(Collected data entries)
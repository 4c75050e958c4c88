use std::collections::{BTreeMap, HashSet};

use bigdecimal::BigDecimal;
use chrono::{DateTime, Duration, Utc};
use serde::Serialize;

use crate::domain::errors::DomainError;
use crate::domain::fulfillment::OrderType;
use crate::domain::kitchen::KitchenTicket;
use crate::domain::order::{round_currency, Order, OrderReceipt};
use crate::domain::ports::Clock;
use crate::domain::table::{format_elapsed, Table, TableStatus};

/// Seating time after which an occupied table is flagged as overdue.
pub const DEFAULT_SEATING_MINUTES: i64 = 60;

/// One table as shown on the floor board.
#[derive(Debug, Clone, PartialEq, Serialize)]
pub struct TableCard {
    pub number: u32,
    pub capacity: u32,
    pub status: TableStatus,
    pub customer: Option<String>,
    pub server: Option<String>,
    pub minutes_seated: Option<i64>,
    pub elapsed_label: Option<String>,
    pub overdue: bool,
    pub order_total: Option<BigDecimal>,
}

/// The venue's tables, addressed by table number.
#[derive(Debug)]
pub struct FloorService {
    tables: Vec<Table>,
    seating_duration: Duration,
    kitchen_minutes: i64,
}

impl FloorService {
    pub fn new(tables: Vec<Table>) -> Result<Self, DomainError> {
        let mut seen = HashSet::new();
        for table in &tables {
            if !seen.insert(table.number()) {
                return Err(DomainError::DuplicateTable(table.number()));
            }
        }
        Ok(Self {
            tables,
            seating_duration: Duration::minutes(DEFAULT_SEATING_MINUTES),
            kitchen_minutes: OrderType::DineIn.default_estimate_minutes(),
        })
    }

    pub fn with_seating_duration(mut self, seating_duration: Duration) -> Self {
        self.seating_duration = seating_duration;
        self
    }

    pub fn with_kitchen_minutes(mut self, kitchen_minutes: i64) -> Self {
        self.kitchen_minutes = kitchen_minutes;
        self
    }

    pub fn tables(&self) -> &[Table] {
        &self.tables
    }

    pub fn table(&self, number: u32) -> Result<&Table, DomainError> {
        self.tables
            .iter()
            .find(|t| t.number() == number)
            .ok_or(DomainError::TableNotFound(number))
    }

    pub fn table_mut(&mut self, number: u32) -> Result<&mut Table, DomainError> {
        self.tables
            .iter_mut()
            .find(|t| t.number() == number)
            .ok_or(DomainError::TableNotFound(number))
    }

    /// The order of a table whose party can still change it.
    pub fn order_mut(&mut self, number: u32) -> Result<&mut Order, DomainError> {
        self.table_mut(number)?
            .order_mut()
            .ok_or(DomainError::NoOpenOrder(number))
    }

    pub fn reserve(
        &mut self,
        number: u32,
        customer: &str,
        party_size: u32,
        time: DateTime<Utc>,
        now: DateTime<Utc>,
    ) -> Result<(), DomainError> {
        self.table_mut(number)?
            .reserve(customer, party_size, time, now)
    }

    pub fn seat(
        &mut self,
        number: u32,
        customer: &str,
        party_size: u32,
        server: Option<&str>,
        now: DateTime<Utc>,
    ) -> Result<(), DomainError> {
        self.table_mut(number)?
            .seat(customer, party_size, server.map(str::to_string), now)
    }

    pub fn begin_ordering(&mut self, number: u32) -> Result<(), DomainError> {
        self.table_mut(number)?.begin_ordering()
    }

    pub fn send_order_to_kitchen(
        &mut self,
        number: u32,
        now: DateTime<Utc>,
    ) -> Result<KitchenTicket, DomainError> {
        let minutes = self.kitchen_minutes;
        self.table_mut(number)?.send_order_to_kitchen(now, minutes)
    }

    pub fn request_bill(&mut self, number: u32) -> Result<(), DomainError> {
        self.table_mut(number)?.request_bill()
    }

    pub fn complete_checkout(&mut self, number: u32) -> Result<OrderReceipt, DomainError> {
        self.table_mut(number)?.complete_checkout()
    }

    pub fn mark_clean(&mut self, number: u32) -> Result<(), DomainError> {
        self.table_mut(number)?.mark_clean()
    }

    pub fn free(&mut self, number: u32) -> Result<Option<Order>, DomainError> {
        Ok(self.table_mut(number)?.free())
    }

    /// Available tables that can seat `party_size`, smallest first.
    pub fn available_for(&self, party_size: u32) -> Vec<&Table> {
        let mut fits: Vec<&Table> = self
            .tables
            .iter()
            .filter(|t| t.status() == TableStatus::Available && t.capacity() >= party_size)
            .collect();
        fits.sort_by_key(|t| (t.capacity(), t.number()));
        fits
    }

    /// Number of tables per status; every status is present.
    pub fn status_counts(&self) -> BTreeMap<TableStatus, usize> {
        let mut counts: BTreeMap<TableStatus, usize> =
            TableStatus::ALL.into_iter().map(|s| (s, 0)).collect();
        for table in &self.tables {
            *counts.entry(table.status()).or_default() += 1;
        }
        counts
    }

    /// Renders every table against a single reading of `clock`.
    pub fn board(&self, clock: &dyn Clock) -> Vec<TableCard> {
        self.board_at(clock.now())
    }

    pub fn board_at(&self, now: DateTime<Utc>) -> Vec<TableCard> {
        self.tables.iter().map(|t| self.card(t, now)).collect()
    }

    fn card(&self, table: &Table, now: DateTime<Utc>) -> TableCard {
        let customer = table
            .party()
            .map(|p| p.customer.clone())
            .or_else(|| table.reservation().map(|r| r.customer.clone()));
        let elapsed_label = table
            .seated_at()
            .or_else(|| table.reservation().map(|r| r.time))
            .map(|t| format_elapsed(t, now));

        TableCard {
            number: table.number(),
            capacity: table.capacity(),
            status: table.status(),
            customer,
            server: table.server().map(str::to_string),
            minutes_seated: table.minutes_since_seated(now),
            elapsed_label,
            overdue: table.is_overdue(self.seating_duration, now),
            order_total: table
                .order()
                .filter(|o| !o.is_empty())
                .map(|o| round_currency(&o.compute_totals().total)),
        }
    }
}

#[cfg(test)]
mod tests {
    use std::str::FromStr;

    use chrono::TimeZone;
    use uuid::Uuid;

    use super::*;
    use crate::domain::ports::FixedClock;

    fn now() -> DateTime<Utc> {
        Utc.with_ymd_and_hms(2024, 5, 1, 19, 0, 0).unwrap()
    }

    fn floor() -> FloorService {
        FloorService::new(vec![
            Table::new(1, 2),
            Table::new(2, 4),
            Table::new(3, 6),
            Table::new(6, 8),
        ])
        .expect("unique tables")
    }

    #[test]
    fn duplicate_numbers_are_rejected() {
        let result = FloorService::new(vec![Table::new(1, 2), Table::new(1, 4)]);
        assert!(matches!(result, Err(DomainError::DuplicateTable(1))));
    }

    #[test]
    fn unknown_table_is_reported() {
        let mut floor = floor();
        assert_eq!(floor.begin_ordering(42), Err(DomainError::TableNotFound(42)));
    }

    #[test]
    fn status_counts_cover_every_status() {
        let mut floor = floor();
        floor.seat(2, "Mike Davis", 3, Some("Bob"), now()).unwrap();
        floor
            .reserve(3, "Sarah Johnson", 4, now() + Duration::minutes(30), now())
            .unwrap();

        let counts = floor.status_counts();

        assert_eq!(counts.len(), TableStatus::ALL.len());
        assert_eq!(counts[&TableStatus::Available], 2);
        assert_eq!(counts[&TableStatus::Seated], 1);
        assert_eq!(counts[&TableStatus::Reserved], 1);
        assert_eq!(counts[&TableStatus::Cleaning], 0);
    }

    #[test]
    fn available_for_prefers_smallest_fit() {
        let mut floor = floor();
        floor.seat(2, "Mike Davis", 3, None, now()).unwrap();

        let numbers: Vec<u32> = floor.available_for(3).iter().map(|t| t.number()).collect();

        assert_eq!(numbers, vec![3, 6]);
    }

    #[test]
    fn board_uses_one_sampled_time() {
        let mut floor = floor().with_seating_duration(Duration::minutes(40));
        floor.seat(1, "John Smith", 2, Some("Alice"), now()).unwrap();
        floor
            .seat(2, "Lisa Brown", 2, None, now() + Duration::minutes(20))
            .unwrap();
        floor
            .order_mut(1)
            .unwrap()
            .add_item(Uuid::new_v4(), BigDecimal::from_str("10.00").unwrap(), 1)
            .unwrap();

        let board = floor.board(&FixedClock(now() + Duration::minutes(45)));

        assert_eq!(board[0].minutes_seated, Some(45));
        assert!(board[0].overdue);
        assert_eq!(board[0].elapsed_label.as_deref(), Some("45m ago"));
        assert_eq!(board[0].order_total, Some(BigDecimal::from_str("10.80").unwrap()));
        assert_eq!(board[1].minutes_seated, Some(25));
        assert!(!board[1].overdue);
        assert_eq!(board[1].order_total, None);
        assert_eq!(board[2].minutes_seated, None);
    }

    #[test]
    fn reserved_card_shows_upcoming_time() {
        let mut floor = floor();
        floor
            .reserve(3, "Sarah Johnson", 4, now() + Duration::minutes(30), now())
            .unwrap();

        let board = floor.board_at(now());
        let card = board.iter().find(|c| c.number == 3).unwrap();

        assert_eq!(card.customer.as_deref(), Some("Sarah Johnson"));
        assert_eq!(card.elapsed_label.as_deref(), Some("in 30m"));
        assert!(!card.overdue);
    }

    #[test]
    fn order_mut_on_free_table_is_rejected() {
        let mut floor = floor();
        assert!(matches!(floor.order_mut(1), Err(DomainError::NoOpenOrder(1))));
    }

    #[test]
    fn billed_order_cannot_be_edited_and_still_checks_out() {
        let mut floor = floor();
        let pizza = Uuid::new_v4();
        floor.seat(2, "Mike Davis", 3, None, now()).unwrap();
        floor.begin_ordering(2).unwrap();
        floor
            .order_mut(2)
            .unwrap()
            .add_item(pizza, BigDecimal::from_str("16.99").unwrap(), 1)
            .unwrap();
        let ticket = floor.send_order_to_kitchen(2, now()).unwrap();
        assert_eq!(ticket.estimated_minutes, 20);
        floor.request_bill(2).unwrap();

        assert!(matches!(floor.order_mut(2), Err(DomainError::NoOpenOrder(2))));

        let receipt = floor.complete_checkout(2).unwrap();
        assert_eq!(receipt.lines.len(), 1);
        assert_eq!(floor.table(2).unwrap().status(), TableStatus::Cleaning);
    }
}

- [ACTIVITY]:
Looking at the data above, return every line from the one with "pub struct FloorService" down to the one with "let mut seen = HashSet::new();", exactly and inclusively.

- [THE COMPLETED TASK]:
pub struct FloorService {
    tables: Vec<Table>,
    seating_duration: Duration,
    kitchen_minutes: i64,
}

impl FloorService {
    pub fn new(tables: Vec<Table>) -> Result<Self, DomainError> {
        let mut seen = HashSet::new();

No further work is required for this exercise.